Stored records

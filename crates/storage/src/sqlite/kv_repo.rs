use async_trait::async_trait;
use sqlx::Row;

use crate::repository::{KeyValueStore, StorageError};

use super::SqliteRepository;

#[async_trait]
impl KeyValueStore for SqliteRepository {
    async fn get(&self, key: &str) -> Result<Option<String>, StorageError> {
        let row = sqlx::query("SELECT value FROM kv_entries WHERE key = ?1")
            .bind(key)
            .fetch_optional(&self.pool)
            .await
            .map_err(|err| StorageError::Connection(err.to_string()))?;

        let Some(row) = row else {
            return Ok(None);
        };
        row.try_get("value")
            .map(Some)
            .map_err(|err| StorageError::Serialization(err.to_string()))
    }

    async fn set(&self, key: &str, value: &str) -> Result<(), StorageError> {
        sqlx::query(
            r"
            INSERT INTO kv_entries (key, value, updated_at)
            VALUES (?1, ?2, CURRENT_TIMESTAMP)
            ON CONFLICT(key) DO UPDATE SET
                value = excluded.value,
                updated_at = excluded.updated_at
            ",
        )
        .bind(key)
        .bind(value)
        .execute(&self.pool)
        .await
        .map_err(|err| StorageError::Connection(err.to_string()))?;

        Ok(())
    }
}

WHAT IS NEEDED |
Please retype all of the data above exactly as it appears.

EXPECTED ANSWER |
filename crates/storage/src/sqlite/kv_repo.rs
use async_trait::async_trait;
use sqlx::Row;

use crate::repository::{KeyValueStore, StorageError};

use super::SqliteRepository;

#[async_trait]
impl KeyValueStore for SqliteRepository {
    async fn get(&self, key: &str) -> Result<Option<String>, StorageError> {
        let row = sqlx::query("SELECT value FROM kv_entries WHERE key = ?1")
            .bind(key)
            .fetch_optional(&self.pool)
            .await
            .map_err(|err| StorageError::Connection(err.to_string()))?;

        let Some(row) = row else {
            return Ok(None);
        };
        row.try_get("value")
            .map(Some)
            .map_err(|err| StorageError::Serialization(err.to_string()))
    }

    async fn set(&self, key: &str, value: &str) -> Result<(), StorageError> {
        sqlx::query(
            r"
            INSERT INTO kv_entries (key, value, updated_at)
            VALUES (?1, ?2, CURRENT_TIMESTAMP)
            ON CONFLICT(key) DO UPDATE SET
                value = excluded.value,
                updated_at = excluded.updated_at
            ",
        )
        .bind(key)
        .bind(value)
        .execute(&self.pool)
        .await
        .map_err(|err| StorageError::Connection(err.to_string()))?;

        Ok(())
    }
}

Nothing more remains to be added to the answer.